▶ **Problem**
From the entries below, work out how many lines contain the string "encode"; answer with the number alone.

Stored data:

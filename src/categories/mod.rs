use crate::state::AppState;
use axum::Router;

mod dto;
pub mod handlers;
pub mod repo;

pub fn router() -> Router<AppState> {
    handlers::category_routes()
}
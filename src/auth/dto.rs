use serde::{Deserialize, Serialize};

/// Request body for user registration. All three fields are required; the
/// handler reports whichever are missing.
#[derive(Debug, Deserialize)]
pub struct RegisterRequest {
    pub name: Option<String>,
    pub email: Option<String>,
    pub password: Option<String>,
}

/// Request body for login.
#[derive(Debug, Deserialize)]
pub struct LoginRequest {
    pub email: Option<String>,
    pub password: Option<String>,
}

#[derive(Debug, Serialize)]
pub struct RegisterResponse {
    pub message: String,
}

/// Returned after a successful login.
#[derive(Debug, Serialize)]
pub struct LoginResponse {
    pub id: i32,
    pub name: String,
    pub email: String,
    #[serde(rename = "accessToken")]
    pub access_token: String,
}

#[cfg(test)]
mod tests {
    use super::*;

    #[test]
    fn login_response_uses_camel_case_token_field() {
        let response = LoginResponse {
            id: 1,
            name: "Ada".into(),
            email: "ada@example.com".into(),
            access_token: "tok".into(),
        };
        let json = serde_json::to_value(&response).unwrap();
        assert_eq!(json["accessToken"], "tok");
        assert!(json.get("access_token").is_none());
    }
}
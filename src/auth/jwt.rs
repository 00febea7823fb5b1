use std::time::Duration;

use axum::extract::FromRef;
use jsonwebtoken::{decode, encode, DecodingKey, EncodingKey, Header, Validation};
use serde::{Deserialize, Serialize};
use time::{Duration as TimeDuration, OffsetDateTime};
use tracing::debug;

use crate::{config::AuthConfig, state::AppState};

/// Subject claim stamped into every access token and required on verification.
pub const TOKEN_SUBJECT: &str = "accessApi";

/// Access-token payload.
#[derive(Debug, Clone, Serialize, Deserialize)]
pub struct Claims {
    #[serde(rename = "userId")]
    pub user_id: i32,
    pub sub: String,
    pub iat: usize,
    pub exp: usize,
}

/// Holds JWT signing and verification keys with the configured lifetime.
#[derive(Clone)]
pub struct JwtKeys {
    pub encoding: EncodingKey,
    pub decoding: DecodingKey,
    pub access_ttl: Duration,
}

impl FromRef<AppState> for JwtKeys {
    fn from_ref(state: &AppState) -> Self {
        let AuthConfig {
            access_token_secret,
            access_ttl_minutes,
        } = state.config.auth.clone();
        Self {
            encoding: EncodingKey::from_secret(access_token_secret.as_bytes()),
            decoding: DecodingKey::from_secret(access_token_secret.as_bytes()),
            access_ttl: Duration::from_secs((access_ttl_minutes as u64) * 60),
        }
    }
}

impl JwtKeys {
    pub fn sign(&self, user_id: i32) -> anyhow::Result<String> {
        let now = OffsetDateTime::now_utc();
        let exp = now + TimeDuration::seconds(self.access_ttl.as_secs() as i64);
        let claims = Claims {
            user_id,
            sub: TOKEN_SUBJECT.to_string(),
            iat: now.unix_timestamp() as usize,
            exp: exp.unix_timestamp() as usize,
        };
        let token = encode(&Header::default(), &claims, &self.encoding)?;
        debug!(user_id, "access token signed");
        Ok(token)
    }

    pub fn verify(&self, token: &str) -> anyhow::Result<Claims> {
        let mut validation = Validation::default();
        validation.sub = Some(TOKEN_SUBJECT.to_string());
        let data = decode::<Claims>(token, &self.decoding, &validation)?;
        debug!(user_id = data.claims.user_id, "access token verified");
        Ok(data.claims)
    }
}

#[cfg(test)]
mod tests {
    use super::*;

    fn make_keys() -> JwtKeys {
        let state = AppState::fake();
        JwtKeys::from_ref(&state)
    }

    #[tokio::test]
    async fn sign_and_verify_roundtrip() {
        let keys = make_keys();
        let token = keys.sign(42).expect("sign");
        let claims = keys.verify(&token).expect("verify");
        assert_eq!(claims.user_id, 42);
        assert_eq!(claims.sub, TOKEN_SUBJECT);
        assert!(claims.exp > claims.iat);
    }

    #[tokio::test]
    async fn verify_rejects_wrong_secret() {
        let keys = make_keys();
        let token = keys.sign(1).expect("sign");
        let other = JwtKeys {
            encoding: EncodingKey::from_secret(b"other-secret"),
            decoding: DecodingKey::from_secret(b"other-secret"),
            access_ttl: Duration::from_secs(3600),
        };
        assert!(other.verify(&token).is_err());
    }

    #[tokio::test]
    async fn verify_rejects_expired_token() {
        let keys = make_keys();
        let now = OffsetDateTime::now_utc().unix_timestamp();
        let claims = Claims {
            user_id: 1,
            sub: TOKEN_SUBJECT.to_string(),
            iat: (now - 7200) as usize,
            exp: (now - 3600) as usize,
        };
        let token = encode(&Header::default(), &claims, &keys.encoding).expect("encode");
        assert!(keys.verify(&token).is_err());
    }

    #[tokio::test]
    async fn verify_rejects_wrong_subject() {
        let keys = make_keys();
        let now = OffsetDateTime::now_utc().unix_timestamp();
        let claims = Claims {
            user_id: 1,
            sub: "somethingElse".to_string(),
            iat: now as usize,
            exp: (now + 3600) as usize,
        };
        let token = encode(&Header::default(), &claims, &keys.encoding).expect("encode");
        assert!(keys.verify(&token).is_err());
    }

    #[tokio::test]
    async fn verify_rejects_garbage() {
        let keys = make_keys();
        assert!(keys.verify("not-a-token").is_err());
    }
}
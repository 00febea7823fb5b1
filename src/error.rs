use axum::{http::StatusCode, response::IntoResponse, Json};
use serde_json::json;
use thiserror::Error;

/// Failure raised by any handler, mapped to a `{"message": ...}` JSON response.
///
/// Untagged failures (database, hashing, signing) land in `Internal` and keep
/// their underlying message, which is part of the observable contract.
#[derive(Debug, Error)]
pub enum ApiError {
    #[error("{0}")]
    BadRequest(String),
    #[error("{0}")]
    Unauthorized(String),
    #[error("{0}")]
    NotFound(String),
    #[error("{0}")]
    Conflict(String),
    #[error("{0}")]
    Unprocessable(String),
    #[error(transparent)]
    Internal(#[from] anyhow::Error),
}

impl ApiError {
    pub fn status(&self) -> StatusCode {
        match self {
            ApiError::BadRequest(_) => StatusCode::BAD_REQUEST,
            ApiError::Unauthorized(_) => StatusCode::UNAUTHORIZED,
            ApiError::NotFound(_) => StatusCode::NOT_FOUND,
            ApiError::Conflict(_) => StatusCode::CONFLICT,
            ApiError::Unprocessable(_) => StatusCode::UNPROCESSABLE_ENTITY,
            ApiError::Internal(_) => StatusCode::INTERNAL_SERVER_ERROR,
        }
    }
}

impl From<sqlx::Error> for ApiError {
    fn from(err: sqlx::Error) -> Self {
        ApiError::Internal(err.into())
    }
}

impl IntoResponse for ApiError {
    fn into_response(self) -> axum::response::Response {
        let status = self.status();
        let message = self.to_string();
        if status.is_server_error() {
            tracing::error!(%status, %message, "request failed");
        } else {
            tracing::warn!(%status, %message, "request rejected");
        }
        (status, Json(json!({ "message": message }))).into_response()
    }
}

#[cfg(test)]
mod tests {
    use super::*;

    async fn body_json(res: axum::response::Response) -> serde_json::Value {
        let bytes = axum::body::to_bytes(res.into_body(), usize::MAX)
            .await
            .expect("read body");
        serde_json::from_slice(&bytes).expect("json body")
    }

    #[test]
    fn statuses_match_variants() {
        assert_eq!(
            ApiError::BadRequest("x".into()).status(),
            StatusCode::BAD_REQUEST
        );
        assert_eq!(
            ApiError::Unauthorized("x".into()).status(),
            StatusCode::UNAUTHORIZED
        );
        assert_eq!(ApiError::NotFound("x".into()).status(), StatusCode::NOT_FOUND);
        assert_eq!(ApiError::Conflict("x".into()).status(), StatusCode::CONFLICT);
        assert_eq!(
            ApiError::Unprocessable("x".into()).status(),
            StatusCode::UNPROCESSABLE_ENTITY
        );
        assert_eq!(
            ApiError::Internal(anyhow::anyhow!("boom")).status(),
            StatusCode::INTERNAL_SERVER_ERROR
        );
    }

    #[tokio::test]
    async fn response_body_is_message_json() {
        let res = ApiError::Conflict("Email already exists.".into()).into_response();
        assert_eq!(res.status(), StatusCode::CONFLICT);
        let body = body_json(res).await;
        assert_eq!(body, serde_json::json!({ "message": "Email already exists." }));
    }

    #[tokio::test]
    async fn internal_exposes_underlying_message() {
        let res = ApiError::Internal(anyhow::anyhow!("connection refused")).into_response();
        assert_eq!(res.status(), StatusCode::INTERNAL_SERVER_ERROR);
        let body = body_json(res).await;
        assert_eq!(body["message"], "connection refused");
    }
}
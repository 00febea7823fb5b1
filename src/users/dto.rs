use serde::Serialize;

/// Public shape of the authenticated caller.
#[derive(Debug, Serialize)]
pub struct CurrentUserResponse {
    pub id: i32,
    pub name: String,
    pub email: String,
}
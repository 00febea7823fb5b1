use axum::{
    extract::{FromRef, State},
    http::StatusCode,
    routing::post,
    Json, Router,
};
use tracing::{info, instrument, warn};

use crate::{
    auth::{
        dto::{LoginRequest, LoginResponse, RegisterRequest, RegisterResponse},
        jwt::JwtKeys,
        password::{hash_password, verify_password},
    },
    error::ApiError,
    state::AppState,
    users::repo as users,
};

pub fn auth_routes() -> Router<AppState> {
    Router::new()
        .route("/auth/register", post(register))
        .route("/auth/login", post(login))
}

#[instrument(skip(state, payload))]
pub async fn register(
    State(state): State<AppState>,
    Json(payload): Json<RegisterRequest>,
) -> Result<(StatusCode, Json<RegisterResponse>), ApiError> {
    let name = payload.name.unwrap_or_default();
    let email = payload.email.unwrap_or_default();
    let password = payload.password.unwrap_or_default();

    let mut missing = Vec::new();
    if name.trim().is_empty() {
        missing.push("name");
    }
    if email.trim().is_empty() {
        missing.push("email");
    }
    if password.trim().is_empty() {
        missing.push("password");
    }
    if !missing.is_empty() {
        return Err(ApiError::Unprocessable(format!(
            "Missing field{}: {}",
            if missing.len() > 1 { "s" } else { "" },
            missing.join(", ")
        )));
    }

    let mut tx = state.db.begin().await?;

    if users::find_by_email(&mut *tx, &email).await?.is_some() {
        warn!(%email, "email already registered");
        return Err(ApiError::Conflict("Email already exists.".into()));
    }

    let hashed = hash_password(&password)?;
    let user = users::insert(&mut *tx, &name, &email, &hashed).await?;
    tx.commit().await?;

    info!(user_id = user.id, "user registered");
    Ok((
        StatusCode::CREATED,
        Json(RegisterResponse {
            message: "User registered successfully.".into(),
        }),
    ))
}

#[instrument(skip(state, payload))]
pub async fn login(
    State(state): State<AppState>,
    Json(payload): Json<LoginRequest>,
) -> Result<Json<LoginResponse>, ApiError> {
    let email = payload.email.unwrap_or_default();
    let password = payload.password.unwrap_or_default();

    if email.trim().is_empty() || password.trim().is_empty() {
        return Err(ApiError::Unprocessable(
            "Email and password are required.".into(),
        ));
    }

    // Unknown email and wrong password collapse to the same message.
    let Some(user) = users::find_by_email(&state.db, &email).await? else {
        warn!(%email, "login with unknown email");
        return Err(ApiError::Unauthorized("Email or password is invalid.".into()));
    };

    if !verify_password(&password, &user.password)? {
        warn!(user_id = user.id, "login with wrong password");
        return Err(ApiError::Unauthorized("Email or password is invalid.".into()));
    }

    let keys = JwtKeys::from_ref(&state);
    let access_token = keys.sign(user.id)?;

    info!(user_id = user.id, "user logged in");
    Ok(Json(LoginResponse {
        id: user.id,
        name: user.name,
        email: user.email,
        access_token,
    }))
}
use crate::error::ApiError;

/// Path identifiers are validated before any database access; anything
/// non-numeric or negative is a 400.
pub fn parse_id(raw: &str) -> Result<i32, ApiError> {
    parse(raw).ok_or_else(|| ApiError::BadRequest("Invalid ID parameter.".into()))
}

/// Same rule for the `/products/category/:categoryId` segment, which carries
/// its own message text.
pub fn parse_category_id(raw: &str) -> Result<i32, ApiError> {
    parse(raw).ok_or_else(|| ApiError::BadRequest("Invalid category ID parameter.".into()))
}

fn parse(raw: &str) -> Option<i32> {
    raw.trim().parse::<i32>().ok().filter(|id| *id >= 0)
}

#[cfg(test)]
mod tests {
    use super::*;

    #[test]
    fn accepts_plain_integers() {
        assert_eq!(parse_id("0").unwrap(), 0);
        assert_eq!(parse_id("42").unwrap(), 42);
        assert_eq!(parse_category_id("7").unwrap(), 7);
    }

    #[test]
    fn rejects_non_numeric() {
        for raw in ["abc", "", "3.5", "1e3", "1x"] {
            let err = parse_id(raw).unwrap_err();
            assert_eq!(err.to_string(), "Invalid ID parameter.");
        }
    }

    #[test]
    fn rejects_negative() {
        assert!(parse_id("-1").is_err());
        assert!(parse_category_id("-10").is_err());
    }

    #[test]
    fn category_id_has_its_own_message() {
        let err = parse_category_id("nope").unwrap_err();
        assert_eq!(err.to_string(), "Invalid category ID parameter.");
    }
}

▶ **Written response**
4